Your editorial (7 July) is right to insist that Rishi Sunak’s announcement of £3bn towards the costs of insulating and providing green heating for some housing and public premises must be a “down payment” towards decarbonising the 30m buildings in the UK. However, to guarantee young people a stake in this green future, much of the £2bn for jobs for the under-25s should be rolled into this programme. Energy efficiency gets beyond the generalised blether about jobs, because it involves the specific skills of builders, plumbers, electricians, and heating and air conditioning engineers.
The government’s next step must be to move towards its well-received manifesto commitment to make £9.2bn available to such projects. To ensure this becomes a political priority, it is crucial to realise the vast number of jobs in every constituency that such a programme would entail. To meet the government’s net zero carbon goal by 2050 will require up to 20,000 homes and buildings being made energy-tight every week for the next 30 years. Another unrecognised job generator is the fact that gas heating in more than 20m homes will need to be replaced predominantly by heat pumps – that’s hundreds of thousands required annually.
Finally, jobs will also be generated in every community by providing charging points for e-vehicles and a broadband upgrade everywhere, and by shifting from spending £23bn on new roads to filling in dangerous potholes in existing ones.
Convenor, UK Green New Deal Group
• We are concerned that there was no mention of disabled jobseekers in the chancellor’s summer statement (Mass unemployment feared despite Rishi Sunak’s ‘plan for jobs’, 8 July).

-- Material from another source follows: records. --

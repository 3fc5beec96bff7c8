use std::path::Path;
use std::time::Duration;

use anyhow::Context;
use serde::Deserialize;

use crate::proximity::DEFAULT_NEARBY_RADIUS_KM;

pub const CONFIG_FILE_NAME: &str = "beacon_config.json";
const DEFAULT_SUBSCRIBE_TIMEOUT_SECS: u64 = 15;

#[derive(Debug, Clone, Default, Deserialize)]
pub struct AppConfig {
    pub disable_network: Option<bool>,
    pub nearby_radius_km: Option<f64>,
    pub incidents_url: Option<String>,
    pub location_url: Option<String>,
    pub subscribe_timeout_secs: Option<u64>,
}

impl AppConfig {
    pub fn network_enabled(&self) -> bool {
        self.disable_network != Some(true)
    }

    /// Configured radius; non-finite or negative values fall back to 20 km.
    pub fn nearby_radius_km(&self) -> f64 {
        self.nearby_radius_km
            .filter(|r| r.is_finite() && *r >= 0.0)
            .unwrap_or(DEFAULT_NEARBY_RADIUS_KM)
    }

    pub fn subscribe_timeout(&self) -> Duration {
        Duration::from_secs(
            self.subscribe_timeout_secs
                .filter(|s| *s > 0)
                .unwrap_or(DEFAULT_SUBSCRIBE_TIMEOUT_SECS),
        )
    }

    pub fn incidents_url(&self) -> Option<&str> {
        non_blank(self.incidents_url.as_deref())
    }

    pub fn location_url(&self) -> Option<&str> {
        non_blank(self.location_url.as_deref())
    }

    fn apply_env_overrides(&mut self) {
        if let Some(v) = env_parse::<f64>("BEACON_NEARBY_RADIUS_KM") {
            self.nearby_radius_km = Some(v);
        }
        if let Ok(v) = std::env::var("BEACON_INCIDENTS_URL") {
            self.incidents_url = Some(v);
        }
        if let Ok(v) = std::env::var("BEACON_LOCATION_URL") {
            self.location_url = Some(v);
        }
        if let Some(v) = env_parse::<u64>("BEACON_SUBSCRIBE_TIMEOUT_SECS") {
            self.subscribe_timeout_secs = Some(v);
        }
        if let Ok(v) = std::env::var("BEACON_DISABLE_NETWORK") {
            let t = v.trim();
            self.disable_network = Some(!t.is_empty() && t != "0" && !t.eq_ignore_ascii_case("false"));
        }
    }
}

fn non_blank(v: Option<&str>) -> Option<&str> {
    v.map(str::trim).filter(|s| !s.is_empty())
}

fn env_parse<T: std::str::FromStr>(name: &str) -> Option<T> {
    std::env::var(name).ok().and_then(|v| v.trim().parse::<T>().ok())
}

pub fn read_config_file(path: &Path) -> anyhow::Result<AppConfig> {
    let raw = std::fs::read(path).with_context(|| format!("read {}", path.display()))?;
    serde_json::from_slice(&raw).with_context(|| format!("parse {}", path.display()))
}

/// Loads `<data_dir>/beacon_config.json`, then applies `BEACON_*` env
/// overrides. A missing or malformed file yields defaults.
pub fn load_app_config(data_dir: &str) -> AppConfig {
    let path = Path::new(data_dir).join(CONFIG_FILE_NAME);
    let mut config = if path.exists() {
        match read_config_file(&path) {
            Ok(c) => c,
            Err(e) => {
                tracing::warn!(error = %format!("{e:#}"), "ignoring unreadable config");
                AppConfig::default()
            }
        }
    } else {
        AppConfig::default()
    };
    config.apply_env_overrides();
    config
}

#[cfg(test)]
mod tests {
    use super::*;

    #[test]
    fn defaults_when_file_missing() {
        let dir = tempfile::tempdir().unwrap();
        let config = read_config_file(&dir.path().join(CONFIG_FILE_NAME));
        assert!(config.is_err());

        let config = AppConfig::default();
        assert!(config.network_enabled());
        assert_eq!(config.nearby_radius_km(), 20.0);
        assert_eq!(config.subscribe_timeout(), Duration::from_secs(15));
        assert_eq!(config.incidents_url(), None);
    }

    #[test]
    fn reads_fields_from_json() {
        let dir = tempfile::tempdir().unwrap();
        let path = dir.path().join(CONFIG_FILE_NAME);
        std::fs::write(
            &path,
            r#"{
                "disable_network": true,
                "nearby_radius_km": 35.5,
                "incidents_url": " https://reports.example.org/api/reports/active ",
                "subscribe_timeout_secs": 3
            }"#,
        )
        .unwrap();
        let config = read_config_file(&path).unwrap();
        assert!(!config.network_enabled());
        assert_eq!(config.nearby_radius_km(), 35.5);
        assert_eq!(
            config.incidents_url(),
            Some("https://reports.example.org/api/reports/active")
        );
        assert_eq!(config.location_url(), None);
        assert_eq!(config.subscribe_timeout(), Duration::from_secs(3));
    }

    #[test]
    fn malformed_file_is_an_error() {
        let dir = tempfile::tempdir().unwrap();
        let path = dir.path().join(CONFIG_FILE_NAME);
        std::fs::write(&path, "{ not json").unwrap();
        let err = read_config_file(&path).unwrap_err();
        assert!(format!("{err:#}").contains("parse"));
    }

    #[test]
    fn invalid_radius_falls_back_to_default() {
        for bad in [f64::NAN, f64::INFINITY, -1.0] {
            let config = AppConfig {
                nearby_radius_km: Some(bad),
                ..AppConfig::default()
            };
            assert_eq!(config.nearby_radius_km(), DEFAULT_NEARBY_RADIUS_KM);
        }
    }
}
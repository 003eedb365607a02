//! Static, machine-readable description of the REAPER virtual interfaces handled by this crate.
//!
//! Descriptors are pure data. They are used to derive vtable slot indexes and entry point symbol
//! names, to find out which methods run on the audio thread and to check (in tests) that the raw
//! vtable structs have the expected shape.
use crate::vtable::DESTRUCTOR_SLOT_COUNT;
use std::fmt;

/// Kind of a parameter or return value, as seen at the ABI boundary.
#[derive(Copy, Clone, Eq, PartialEq, Hash, Debug)]
pub enum ValueKind {
    Void,
    Bool,
    /// C `int`
    Int,
    /// `INT64`
    Int64,
    Double,
    /// `unsigned char`
    Byte,
    /// Borrowed NUL-terminated string (`const char*`).
    Str,
    /// Caller-provided output buffer (`char*`), always followed by a [`Capacity`].
    ///
    /// [`Capacity`]: #variant.Capacity
    StrBuffer,
    /// Size of the preceding buffer in bytes.
    Capacity,
    /// Pointer to an object or struct with the given C++ type name.
    Pointer(&'static str),
    /// C variadic arguments (`...`).
    Variadic,
}

/// Which way a method can be crossed.
#[derive(Copy, Clone, Eq, PartialEq, Hash, Debug)]
pub struct Directions {
    /// REAPER can call a Rust implementation (outbound adapter).
    pub cpp_to_rust: bool,
    /// Rust can call a REAPER implementation (inbound accessor).
    pub rust_to_cpp: bool,
}

impl Directions {
    pub const CPP_TO_RUST: Directions = Directions {
        cpp_to_rust: true,
        rust_to_cpp: false,
    };
    pub const RUST_TO_CPP: Directions = Directions {
        cpp_to_rust: false,
        rust_to_cpp: true,
    };
    pub const BOTH: Directions = Directions {
        cpp_to_rust: true,
        rust_to_cpp: true,
    };

    pub fn supports(&self, direction: Direction) -> bool {
        match direction {
            Direction::CppToRust => self.cpp_to_rust,
            Direction::RustToCpp => self.rust_to_cpp,
        }
    }
}

/// One way of crossing the boundary.
#[derive(Copy, Clone, Eq, PartialEq, Hash, Debug)]
pub enum Direction {
    CppToRust,
    RustToCpp,
}

impl Direction {
    /// Prefix of the C-linkage symbols implementing this direction.
    pub fn symbol_prefix(&self) -> &'static str {
        match self {
            Direction::CppToRust => "cpp_to_rust",
            Direction::RustToCpp => "rust_to_cpp",
        }
    }
}

/// Thread on which REAPER calls a method.
#[derive(Copy, Clone, Eq, PartialEq, Hash, Debug)]
pub enum ThreadAffinity {
    /// Main thread or any other non-real-time thread.
    Control,
    /// Audio thread. Implementations and adapters must neither allocate nor block.
    RealTime,
}

/// Where the virtual destructor sits within the vtable.
#[derive(Copy, Clone, Eq, PartialEq, Hash, Debug)]
pub enum DestructorPlacement {
    First,
    Last,
}

#[derive(Copy, Clone, Eq, PartialEq, Hash, Debug)]
pub struct MethodDescriptor {
    pub name: &'static str,
    pub params: &'static [ValueKind],
    pub returns: ValueKind,
    pub directions: Directions,
    pub thread: ThreadAffinity,
    /// Whether a null pointer is a legal return value.
    pub nullable_result: bool,
}

impl MethodDescriptor {
    pub const fn new(
        name: &'static str,
        directions: Directions,
        params: &'static [ValueKind],
        returns: ValueKind,
    ) -> Self {
        Self {
            name,
            params,
            returns,
            directions,
            thread: ThreadAffinity::Control,
            nullable_result: false,
        }
    }

    pub const fn real_time(self) -> Self {
        Self {
            thread: ThreadAffinity::RealTime,
            ..self
        }
    }

    pub const fn nullable(self) -> Self {
        Self {
            nullable_result: true,
            ..self
        }
    }

    pub fn is_real_time(&self) -> bool {
        self.thread == ThreadAffinity::RealTime
    }

    pub fn is_variadic(&self) -> bool {
        self.params.last() == Some(&ValueKind::Variadic)
    }
}

/// Describes one C++ virtual interface.
///
/// `methods` lists the virtual functions in declaration order, without the destructor.
#[derive(Copy, Clone, Eq, PartialEq, Hash, Debug)]
pub struct InterfaceDescriptor {
    pub name: &'static str,
    pub destructor: DestructorPlacement,
    pub methods: &'static [MethodDescriptor],
}

impl InterfaceDescriptor {
    pub fn method(&self, name: &str) -> Option<&'static MethodDescriptor> {
        self.methods.iter().find(|m| m.name == name)
    }

    /// Returns the zero-based vtable slot of the given method on the current target.
    pub fn slot_of(&self, name: &str) -> Option<usize> {
        let index = self.methods.iter().position(|m| m.name == name)?;
        let slot = match self.destructor {
            DestructorPlacement::First => DESTRUCTOR_SLOT_COUNT + index,
            DestructorPlacement::Last => index,
        };
        Some(slot)
    }

    /// Returns the slot range occupied by the destructor on the current target.
    pub fn destructor_slots(&self) -> std::ops::Range<usize> {
        let start = match self.destructor {
            DestructorPlacement::First => 0,
            DestructorPlacement::Last => self.methods.len(),
        };
        start..start + DESTRUCTOR_SLOT_COUNT
    }

    /// Number of function pointers in the vtable on the current target.
    pub fn vtable_slot_count(&self) -> usize {
        self.methods.len() + DESTRUCTOR_SLOT_COUNT
    }

    /// Returns the name of the C-linkage symbol which implements the given method in the given
    /// direction, e.g. `rust_to_cpp_PCM_sink_GetLength`.
    ///
    /// Returns `None` if the method doesn't exist or can't be crossed in that direction.
    pub fn entry_point_symbol(&self, method: &str, direction: Direction) -> Option<String> {
        let m = self.method(method)?;
        if !m.directions.supports(direction) {
            return None;
        }
        Some(format!(
            "{}_{}_{}",
            direction.symbol_prefix(),
            self.name,
            m.name
        ))
    }

    pub fn real_time_methods(&self) -> impl Iterator<Item = &'static MethodDescriptor> {
        self.methods.iter().filter(|m| m.is_real_time())
    }

    pub fn supports(&self, direction: Direction) -> bool {
        self.methods.iter().any(|m| m.directions.supports(direction))
    }
}

impl fmt::Display for InterfaceDescriptor {
    fn fmt(&self, f: &mut fmt::Formatter) -> fmt::Result {
        f.write_str(self.name)
    }
}

/// Returns the descriptors of all interfaces handled by this crate.
pub fn interface_descriptors() -> &'static [&'static InterfaceDescriptor] {
    &ALL_DESCRIPTORS
}

/// Looks up an interface descriptor by its C++ class name.
pub fn interface_descriptor(name: &str) -> Option<&'static InterfaceDescriptor> {
    ALL_DESCRIPTORS.iter().copied().find(|d| d.name == name)
}

static ALL_DESCRIPTORS: [&InterfaceDescriptor; 9] = [
    &crate::CONTROL_SURFACE_DESCRIPTOR,
    &crate::PCM_SOURCE_DESCRIPTOR,
    &crate::PCM_SINK_DESCRIPTOR,
    &crate::PROJECT_STATE_CONTEXT_DESCRIPTOR,
    &crate::PITCH_SHIFT_DESCRIPTOR,
    &crate::RESAMPLE_DESCRIPTOR,
    &crate::MIDI_EVENT_LIST_DESCRIPTOR,
    &crate::MIDI_INPUT_DESCRIPTOR,
    &crate::MIDI_OUTPUT_DESCRIPTOR,
];

#[cfg(test)]
mod tests {
    use super::*;
    use crate::raw;
    use std::mem::size_of;

    fn slot_count_of<V>() -> usize {
        size_of::<V>() / size_of::<usize>()
    }

    #[test]
    fn slot_counts_match_raw_vtables() {
        let expected = [
            ("IReaperControlSurface", slot_count_of::<raw::IReaperControlSurface_vtable>()),
            ("PCM_source", slot_count_of::<raw::PCM_source_vtable>()),
            ("PCM_sink", slot_count_of::<raw::PCM_sink_vtable>()),
            ("ProjectStateContext", slot_count_of::<raw::ProjectStateContext_vtable>()),
            ("IReaperPitchShift", slot_count_of::<raw::IReaperPitchShift_vtable>()),
            (
                "REAPER_Resample_Interface",
                slot_count_of::<raw::REAPER_Resample_Interface_vtable>(),
            ),
            ("MIDI_eventlist", slot_count_of::<raw::MIDI_eventlist_vtable>()),
            ("midi_Input", slot_count_of::<raw::midi_Input_vtable>()),
            ("midi_Output", slot_count_of::<raw::midi_Output_vtable>()),
        ];
        assert_eq!(interface_descriptors().len(), expected.len());
        for (name, slot_count) in expected {
            let descriptor = interface_descriptor(name).unwrap();
            assert_eq!(descriptor.vtable_slot_count(), slot_count, "{}", name);
        }
    }

    #[test]
    fn destructor_shifts_slots() {
        let sink = interface_descriptor("PCM_sink").unwrap();
        assert_eq!(sink.slot_of("GetOutputInfoString"), Some(DESTRUCTOR_SLOT_COUNT));
        assert_eq!(sink.destructor_slots(), 0..DESTRUCTOR_SLOT_COUNT);
        let list = interface_descriptor("MIDI_eventlist").unwrap();
        assert_eq!(list.slot_of("AddItem"), Some(0));
        assert_eq!(list.slot_of("Empty"), Some(4));
        assert_eq!(list.destructor_slots(), 5..5 + DESTRUCTOR_SLOT_COUNT);
        assert_eq!(list.slot_of("Foo"), None);
    }

    #[test]
    fn entry_point_symbols() {
        let sink = interface_descriptor("PCM_sink").unwrap();
        assert_eq!(
            sink.entry_point_symbol("GetLength", Direction::RustToCpp).as_deref(),
            Some("rust_to_cpp_PCM_sink_GetLength")
        );
        assert_eq!(
            sink.entry_point_symbol("GetLength", Direction::CppToRust).as_deref(),
            Some("cpp_to_rust_PCM_sink_GetLength")
        );
        let pitch_shift = interface_descriptor("IReaperPitchShift").unwrap();
        assert_eq!(pitch_shift.entry_point_symbol("Reset", Direction::CppToRust), None);
        assert!(!pitch_shift.supports(Direction::CppToRust));
    }

    #[test]
    fn real_time_methods() {
        let sink = interface_descriptor("PCM_sink").unwrap();
        let names: Vec<_> = sink.real_time_methods().map(|m| m.name).collect();
        assert_eq!(
            names,
            vec!["WriteMIDI", "WriteDoubles", "GetLastSecondPeaks", "GetPeakInfo"]
        );
        let control_surface = interface_descriptor("IReaperControlSurface").unwrap();
        assert_eq!(control_surface.real_time_methods().count(), 0);
    }

    #[test]
    fn add_line_is_variadic() {
        let ctx = interface_descriptor("ProjectStateContext").unwrap();
        assert!(ctx.method("AddLine").unwrap().is_variadic());
        assert!(!ctx.method("GetLine").unwrap().is_variadic());
    }
}
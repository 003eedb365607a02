#![allow(non_upper_case_globals)]
#![allow(non_camel_case_types)]
#![allow(non_snake_case)]

use crate::descriptor::{
    DestructorPlacement, Directions, InterfaceDescriptor, MethodDescriptor, ValueKind,
};
use crate::raw::{self, ReaSample, REAPER_Resample_Interface};
use std::os::raw::{c_int, c_void};
use std::ptr::NonNull;

impl REAPER_Resample_Interface {
    pub fn SetRates(&self, rate_in: f64, rate_out: f64) {
        unsafe {
            rust_to_cpp_REAPER_Resample_Interface_SetRates(
                self as *const _ as _,
                rate_in,
                rate_out,
            );
        }
    }

    pub fn Reset(&self) {
        unsafe {
            rust_to_cpp_REAPER_Resample_Interface_Reset(self as *const _ as _);
        }
    }

    pub fn GetCurrentLatency(&self) -> f64 {
        unsafe { rust_to_cpp_REAPER_Resample_Interface_GetCurrentLatency(self as *const _ as _) }
    }

    /// # Safety
    ///
    /// REAPER can crash if you pass an invalid pointer.
    pub unsafe fn ResamplePrepare(
        &self,
        out_samples: c_int,
        nch: c_int,
        inbuffer: *mut *mut ReaSample,
    ) -> c_int {
        rust_to_cpp_REAPER_Resample_Interface_ResamplePrepare(
            self as *const _ as _,
            out_samples,
            nch,
            inbuffer,
        )
    }

    /// # Safety
    ///
    /// REAPER can crash if you pass an invalid pointer.
    pub unsafe fn ResampleOut(
        &self,
        out: *mut ReaSample,
        nsamples_in: c_int,
        nsamples_out: c_int,
        nch: c_int,
    ) -> c_int {
        rust_to_cpp_REAPER_Resample_Interface_ResampleOut(
            self as *const _ as _,
            out,
            nsamples_in,
            nsamples_out,
            nch,
        )
    }

    /// # Safety
    ///
    /// REAPER can crash if you pass an invalid pointer.
    pub unsafe fn Extended(
        &self,
        call: c_int,
        parm1: *mut c_void,
        parm2: *mut c_void,
        parm3: *mut c_void,
    ) -> c_int {
        rust_to_cpp_REAPER_Resample_Interface_Extended(
            self as *const _ as _,
            call,
            parm1,
            parm2,
            parm3,
        )
    }
}

unsafe fn vtable<'a>(
    self_: *mut REAPER_Resample_Interface,
) -> Option<&'a raw::REAPER_Resample_Interface_vtable> {
    self_.as_ref().and_then(|s| s.vtable.as_ref())
}

#[no_mangle]
pub unsafe extern "C" fn rust_to_cpp_REAPER_Resample_Interface_SetRates(
    self_: *mut REAPER_Resample_Interface,
    rate_in: f64,
    rate_out: f64,
) {
    if let Some(vt) = vtable(self_) {
        (vt.SetRates)(self_, rate_in, rate_out);
    }
}

#[no_mangle]
pub unsafe extern "C" fn rust_to_cpp_REAPER_Resample_Interface_Reset(
    self_: *mut REAPER_Resample_Interface,
) {
    if let Some(vt) = vtable(self_) {
        (vt.Reset)(self_);
    }
}

#[no_mangle]
pub unsafe extern "C" fn rust_to_cpp_REAPER_Resample_Interface_GetCurrentLatency(
    self_: *mut REAPER_Resample_Interface,
) -> f64 {
    vtable(self_)
        .map(|vt| (vt.GetCurrentLatency)(self_))
        .unwrap_or_default()
}

#[no_mangle]
pub unsafe extern "C" fn rust_to_cpp_REAPER_Resample_Interface_ResamplePrepare(
    self_: *mut REAPER_Resample_Interface,
    out_samples: c_int,
    nch: c_int,
    inbuffer: *mut *mut ReaSample,
) -> c_int {
    vtable(self_)
        .map(|vt| (vt.ResamplePrepare)(self_, out_samples, nch, inbuffer))
        .unwrap_or_default()
}

#[no_mangle]
pub unsafe extern "C" fn rust_to_cpp_REAPER_Resample_Interface_ResampleOut(
    self_: *mut REAPER_Resample_Interface,
    out: *mut ReaSample,
    nsamples_in: c_int,
    nsamples_out: c_int,
    nch: c_int,
) -> c_int {
    vtable(self_)
        .map(|vt| (vt.ResampleOut)(self_, out, nsamples_in, nsamples_out, nch))
        .unwrap_or_default()
}

#[no_mangle]
pub unsafe extern "C" fn rust_to_cpp_REAPER_Resample_Interface_Extended(
    self_: *mut REAPER_Resample_Interface,
    call: c_int,
    parm1: *mut c_void,
    parm2: *mut c_void,
    parm3: *mut c_void,
) -> c_int {
    vtable(self_)
        .map(|vt| (vt.Extended)(self_, call, parm1, parm2, parm3))
        .unwrap_or_default()
}

/// Destroys a resampler obtained from `Resampler_Create()` via its virtual destructor.
///
/// # Safety
///
/// `resampler` must be valid and owned by the caller.
pub unsafe fn delete_cpp_resample_interface(resampler: NonNull<REAPER_Resample_Interface>) {
    if let Some(vt) = vtable(resampler.as_ptr()) {
        vt.destructor.delete(resampler.as_ptr());
    }
}

use ValueKind::*;

pub static RESAMPLE_DESCRIPTOR: InterfaceDescriptor = InterfaceDescriptor {
    name: "REAPER_Resample_Interface",
    destructor: DestructorPlacement::First,
    methods: &[
        MethodDescriptor::new("SetRates", Directions::RUST_TO_CPP, &[Double, Double], Void),
        MethodDescriptor::new("Reset", Directions::RUST_TO_CPP, &[], Void),
        MethodDescriptor::new("GetCurrentLatency", Directions::RUST_TO_CPP, &[], Double),
        MethodDescriptor::new(
            "ResamplePrepare",
            Directions::RUST_TO_CPP,
            &[Int, Int, Pointer("ReaSample*")],
            Int,
        )
        .real_time(),
        MethodDescriptor::new(
            "ResampleOut",
            Directions::RUST_TO_CPP,
            &[Pointer("ReaSample"), Int, Int, Int],
            Int,
        )
        .real_time(),
        MethodDescriptor::new(
            "Extended",
            Directions::RUST_TO_CPP,
            &[Int, Pointer("void"), Pointer("void"), Pointer("void")],
            Int,
        ),
    ],
};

Even before the pandemic, the unemployment rate for disabled people was almost double that of non-disabled people, and history has shown that disabled people are disproportionately affected in times of economic recession.
Disabled jobseekers face specific barriers when accessing employment which are rarely addressed in generic employment programmes. We urge the chancellor to review investment in specialist programmes, such as Access to Work. These are a proven lifeline to disabled people and provide practical support for employers. Disabled people must not be left behind.
CEO, Business Disability Forum
• In the process of putting Humpty back together again, we should use the funds that are suddenly available for young jobseekers to build an accessible ladder of credentialed training, from school to further and higher education, that will generate a skilled social care workforce. Offering fair wages for the early steps on the ladder will help to redress young adult unemployment and open up pathways into professions allied to medicine as well as medicine itself.
Over the past five years I have visited more than 30 university-level health and social work training programmes around the UK. There has been progress in role expansion and mixing, eg nurse paramedics. Now is the opportunity to put the feeder systems in place – and they needn’t be restricted to the under-25s. Then we will have a sound workforce for a nationalised care system.
Sue Rabbitt Roff
• Clearly the chancellor’s under-25s job creation scheme is to be welcomed. Having implemented youth training schemes in the 1980s and Future Jobs Fund projects in this century, I am concerned that lessons have not been learned from these.
One lesson is that local initiatives perform better. Second, adequate training and careers advice must be provided, particularly for the most disadvantaged, who need more support; this costs more but in the end is cost-efficient as it pays for itself. Third, setting unrealistic targets with inadequate supervision will only encourage unscrupulous private sector employers to cut corners to reach these; they must be tightly controlled.
Chair, LFJ Youth Integration
• It appears that the chancellor has earmarked at least £2bn to cover the wages and associated costs of firms hiring young school leavers for six months, and the money is accessible even to those firms which impart only the skill of making tea at the workplace. Would the firms have to return any part of this money to the government if the young people cannot subsequently find employers willing to hire them?